I often hear people complain that photographers with digital cameras tend to overshoot their subjects. While that might be true if you’re taking fifty image of the same subject without changing anything, I’ve always been one to make a lot of photographs, and make them often.
If you’ve seen my instagram feed, then you know that I enjoy posting triptychs – and for good reason. Posting more than one image forces me to explore my subject (rather than simply capturing the first “grab-shot” and walking away), while the constraint of posting three related images, limits the possibilities yet somehow, simultaneously increases my creativity.
Some days I choose a specific subject like the corner of the convention center or the sunflowers in the images below and change my perspective to create three unique images of that subject.
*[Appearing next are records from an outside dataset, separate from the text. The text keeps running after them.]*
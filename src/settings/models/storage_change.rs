use std::collections::BTreeMap;

use serde::{Deserialize, Serialize};
use serde_json::Value;

/// Partition of the store.
///
/// Only `Sync` changes drive style propagation; `Local` holds data payloads
/// such as cart contents and cached summaries.
#[derive(Clone, Copy, Debug, PartialEq, Eq, Hash, PartialOrd, Ord, Serialize, Deserialize)]
#[serde(rename_all = "lowercase")]
pub enum StorageArea {
    Sync,
    Local,
}

impl StorageArea {
    pub fn as_str(self) -> &'static str {
        match self {
            Self::Sync => "sync",
            Self::Local => "local",
        }
    }
}

#[derive(Clone, Debug, PartialEq, Serialize, Deserialize)]
#[serde(rename_all = "camelCase")]
pub struct StorageChange {
    #[serde(default, skip_serializing_if = "Option::is_none")]
    pub old_value: Option<Value>,
    #[serde(default, skip_serializing_if = "Option::is_none")]
    pub new_value: Option<Value>,
}

/// One change notification: every key whose value changed in a single write.
#[derive(Clone, Debug, PartialEq)]
pub struct ChangeBatch {
    pub area: StorageArea,
    pub changes: BTreeMap<String, StorageChange>,
}

impl ChangeBatch {
    pub fn contains(&self, key: &str) -> bool {
        self.changes.contains_key(key)
    }

    pub fn new_value(&self, key: &str) -> Option<&Value> {
        self.changes.get(key).and_then(|c| c.new_value.as_ref())
    }

    pub fn is_empty(&self) -> bool {
        self.changes.is_empty()
    }
}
Other times, I choose a theme, concept, or word and then make images based on that idea. In the images below I chose “texture” and “architecture”. My goals is to make the images work well together so I look for visual similarities such as quality and direction of light, color, and tone.
I also look for graphic shapes or lines. In the first set of examples below, the “parking” theme as well as my angle of view helps tie the images together whereas the strong lines and reflections in the buildings help tie the second set together.
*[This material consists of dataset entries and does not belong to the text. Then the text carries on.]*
use serde_json::Map;
use tracing::{debug, info};

use crate::protocol::StyleCommand;
use crate::settings::models::{SettingsPatch, SettingsRecord, StorageArea, keys};
use crate::settings::repositories::{SettingsStore, StoreResult};

/// Write the default record for every key that is not stored yet.
///
/// Runs on first install; existing values survive an update.
pub async fn install_defaults(store: &dyn SettingsStore) -> StoreResult<SettingsRecord> {
    let stored = store.get(StorageArea::Sync, &keys::ALL).await?;
    let defaults = SettingsRecord::default().to_items();

    let missing: Map<_, _> = defaults
        .into_iter()
        .filter(|(key, _)| !stored.contains_key(key))
        .collect();

    if !missing.is_empty() {
        info!(keys = ?missing.keys().collect::<Vec<_>>(), "Installing default settings");
        store.set(StorageArea::Sync, missing).await?;
    }

    Ok(store.load_settings().await)
}

/// Persist a `SET_FONT_SIZE_*`, `SET_FONT_WEIGHT_*` or `SET_MODE_*` command.
pub async fn apply_style_command(store: &dyn SettingsStore, command: StyleCommand) -> StoreResult<()> {
    debug!(command = command.tag(), "Writing style command through the store");
    store.apply_patch(&command.to_patch()).await
}

/// Write a partial update through the store. Tabs learn about it from the
/// change feed, never from the caller.
pub async fn update_settings(store: &dyn SettingsStore, patch: &SettingsPatch) -> StoreResult<()> {
    if patch.is_empty() {
        debug!("Ignoring empty settings patch");
        return Ok(());
    }
    store.apply_patch(patch).await
}

/// Rewrite every field with its default.
pub async fn reset_to_defaults(store: &dyn SettingsStore) -> StoreResult<()> {
    info!("Resetting all settings to defaults");
    store
        .set(StorageArea::Sync, SettingsRecord::default().to_items())
        .await
}

/// Flip the global styles switch. Returns the new state.
pub async fn toggle_styles(store: &dyn SettingsStore) -> StoreResult<bool> {
    let current = store.get(StorageArea::Sync, &[keys::STYLES_ENABLED]).await?;
    let enabled = SettingsRecord::from_items(&current).styles_enabled;

    let patch = SettingsPatch {
        styles_enabled: Some(!enabled),
        ..Default::default()
    };
    store.apply_patch(&patch).await?;
    info!(styles_enabled = !enabled, "Toggled page styles");
    Ok(!enabled)
}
I often use techniques such as long exposures/slow shutter speeds with the camera on a tripod or panning the camera while in a moving car to explore what is invisible to the naked eye.
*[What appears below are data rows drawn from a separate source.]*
#[cfg(test)]
mod tests {
    use super::*;
    use crate::content::document::PageDocument;
    use crate::content::test_support::ScriptedRuntime;
    use crate::settings::repositories::InMemorySettingsStore;

    fn summary_json() -> Value {
        json!({
            "totalCount": 12,
            "averageRating": 4.5,
            "positiveReviews": ["fresh"],
            "negativeReviews": [],
            "keywords": ["taste"]
        })
    }

    fn requests(
        url: &str,
        runtime: Arc<ScriptedRuntime>,
    ) -> (ProductRequests, SharedDocument, Arc<InMemorySettingsStore>) {
        let document = PageDocument::shared(url);
        let store = Arc::new(InMemorySettingsStore::new());
        let requests = ProductRequests::new(
            document.clone(),
            Arc::new(PageContext::new()),
            store.clone(),
            runtime,
            RequestTimings::default(),
        );
        (requests, document, store)
    }

    async fn store_profile(store: &InMemorySettingsStore) {
        let items = json!({ "birthYear": "1990", "gender": "female", "allergies": ["milk"] });
        store
            .set(StorageArea::Local, items.as_object().cloned().unwrap())
            .await
            .unwrap();
    }

    #[tokio::test]
    async fn test_health_requires_profile() {
        let runtime = Arc::new(ScriptedRuntime::new());
        let (requests, _doc, _store) = requests("https://shop.example/vp/products/1", runtime.clone());

        assert_eq!(
            requests.request_health_data().await,
            Err(ProductRequestError::MissingProfile)
        );
        assert!(runtime.sent().is_empty());
    }

    #[tokio::test(start_paused = true)]
    async fn test_health_retries_vendor_html() {
        let runtime = Arc::new(ScriptedRuntime::new());
        runtime.reply_to("GET_PRODUCT_TITLE", vec![json!({ "title": "Vitamin C" })]);
        runtime.reply_to(
            "FETCH_VENDOR_HTML",
            vec![
                json!({ "html": "", "productId": "" }),
                json!({ "html": "", "productId": "" }),
                json!({ "html": "<div>vendor</div>", "productId": "1" }),
            ],
        );
        runtime.reply_to(
            "FETCH_HEALTH_DATA",
            vec![json!({ "type": "HEALTH_DATA_RESPONSE", "data": ["IMMUNE"] })],
        );
        let (requests, _doc, store) = requests("https://shop.example/vp/products/1", runtime.clone());
        store_profile(&store).await;

        let data = requests.request_health_data().await.unwrap();
        assert_eq!(data, json!(["IMMUNE"]));

        let sent = runtime.sent();
        let health = sent.iter().find(|m| m["type"] == "FETCH_HEALTH_DATA").unwrap();
        assert_eq!(health["payload"]["birthYear"], 1990);
        assert_eq!(health["payload"]["title"], "Vitamin C");
        assert_eq!(health["payload"]["allergies"], json!(["milk"]));
        assert_eq!(sent.iter().filter(|m| m["type"] == "FETCH_VENDOR_HTML").count(), 3);
    }

    #[tokio::test(start_paused = true)]
    async fn test_vendor_html_gives_up_after_attempts() {
        let runtime = Arc::new(ScriptedRuntime::new());
        let (requests, _doc, store) = requests("https://shop.example/vp/products/1", runtime.clone());
        store_profile(&store).await;

        let err = requests.request_health_data().await.unwrap_err();
        assert!(matches!(err, ProductRequestError::VendorHtmlUnavailable(WaitError::TimedOut(_))));
        assert_eq!(
            runtime.sent().iter().filter(|m| m["type"] == "FETCH_VENDOR_HTML").count(),
            10
        );
    }

    #[tokio::test(start_paused = true)]
    async fn test_review_summary_retries_once_then_caches() {
        let runtime = Arc::new(ScriptedRuntime::new());
        runtime.reply_to(
            "FETCH_REVIEW_SUMMARY",
            vec![
                json!({ "type": "REVIEW_SUMMARY_ERROR", "error": "server error" }),
                json!({ "type": "REVIEW_SUMMARY_RESPONSE", "data": summary_json() }),
            ],
        );
        let (requests, document, store) = requests("https://shop.example/vp/products/42", runtime.clone());
        document.lock().product_mut().review_payload = Some(json!({
            "reviewRating": { "totalCount": 12, "ratings": [10, 2, 0, 0, 0] },
            "reviews": ["fresh"]
        }));

        let summary = requests.request_review_summary().await.unwrap();
        assert_eq!(summary.total_count, 12);

        let cached = store
            .get(StorageArea::Local, &["review_summary_42"])
            .await
            .unwrap();
        assert_eq!(cached["review_summary_42"], summary_json());

        // Served from the cache now.
        requests.request_review_summary().await.unwrap();
        assert_eq!(
            runtime.sent().iter().filter(|m| m["type"] == "FETCH_REVIEW_SUMMARY").count(),
            2
        );
    }

    #[tokio::test(start_paused = true)]
    async fn test_review_summary_rejects_bad_shape() {
        let runtime = Arc::new(ScriptedRuntime::new());
        runtime.reply_to(
            "FETCH_REVIEW_SUMMARY",
            vec![json!({ "type": "REVIEW_SUMMARY_RESPONSE", "data": { "totalCount": "many" } })],
        );
        let (requests, document, _store) = requests("https://shop.example/vp/products/42", runtime);
        document.lock().product_mut().review_payload = Some(json!({}));

        let err = requests.request_review_summary().await.unwrap_err();
        assert!(matches!(err, ProductRequestError::ShapeError(_)));
    }

    #[tokio::test]
    async fn test_review_summary_needs_product_page() {
        let runtime = Arc::new(ScriptedRuntime::new());
        let (requests, _doc, _store) = requests("https://shop.example/cart", runtime);
        assert_eq!(
            requests.request_review_summary().await,
            Err(ProductRequestError::NotProductPage)
        );
    }
}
I find photographing through an object (the window of a plane or a car for example), is another interesting way to create a relationship between images that might otherwise be of differing subject matter.
And, knowing what’s possible when processing images in Lightroom and Photoshop can also help unify a series of images. Processing the photographs of the wires below as high-key, black and white images enabled me to match the sky across the images while refining white balance helped strengthen the color palette across the aerial images.
So while it’s true that it might take more time to edit the larger number of photographs that I make, the freedom to explore the subject and increase my skills (at such little cost), is just too good of an opportunity to pass up. I can almost guaranty that without making a lot of images (and making them often), I would never have seen – nor made – the last image of the Golden Gate Bridge below.
Have a great weekend!
And, for some things, as here; the bridge, the rocks, the flower, the buildings – the three images together really tell the story, or convey the truth of the object in some mysterious or magical way “What I tell you three times is true” (Lewis Carroll). Less than three images don’t work as a symphony. Two images can really only point up a contrast. Four and five images are too many to comprehend in one take. Odd numbers of objects always look better as a group, plants in a garden, potatoes on a plate. I wonder why? Weird how our minds work.
Julianne, as usual I thank you. What camera setting do you use for shooting out of a car window?
Unfortunately it depends on the speed of the car, the speed of the pan, the distance to the subject etc, but I try to set it somewhere around 1/30 of a second while keeping my aperture near f11. You might need to change ISO or add a neutral density filter on a bright day.
Key point, even if not stated: self assignments will make you shoot and shoot more. Shooting more opens the door to more interesting composition(s) and more usable images now and later. Thanks.
Julianne, Always an inspiration. Thanks for sharing this concept. Consider it taken as a new challenge for me. Cheers, Bob
One of the best blogs I’ve seen in a long time. So practical, Julianne. I sense this will be a creative day in my backyard 🙂
Wonderful way to explore a subject more thoroughly and see the possibilities that often lie in subjects that we tend to ignore. Thanks so much for the inspiration!
Wonderful, thought provoking, post Julieanne. I am often times guilty of moving too quickly from a scene without properly exploring the possibilities.
Digital provides us with the opportunity to take lots of images. And I do just that. The one upside of that admonition to me is, it’s important for me to slow down and really explore a scene from every angle. Taking lots of images may cause us to start shooting too quickly. One of the major advantages of a tripod, or even a monopod, is that they slow us down.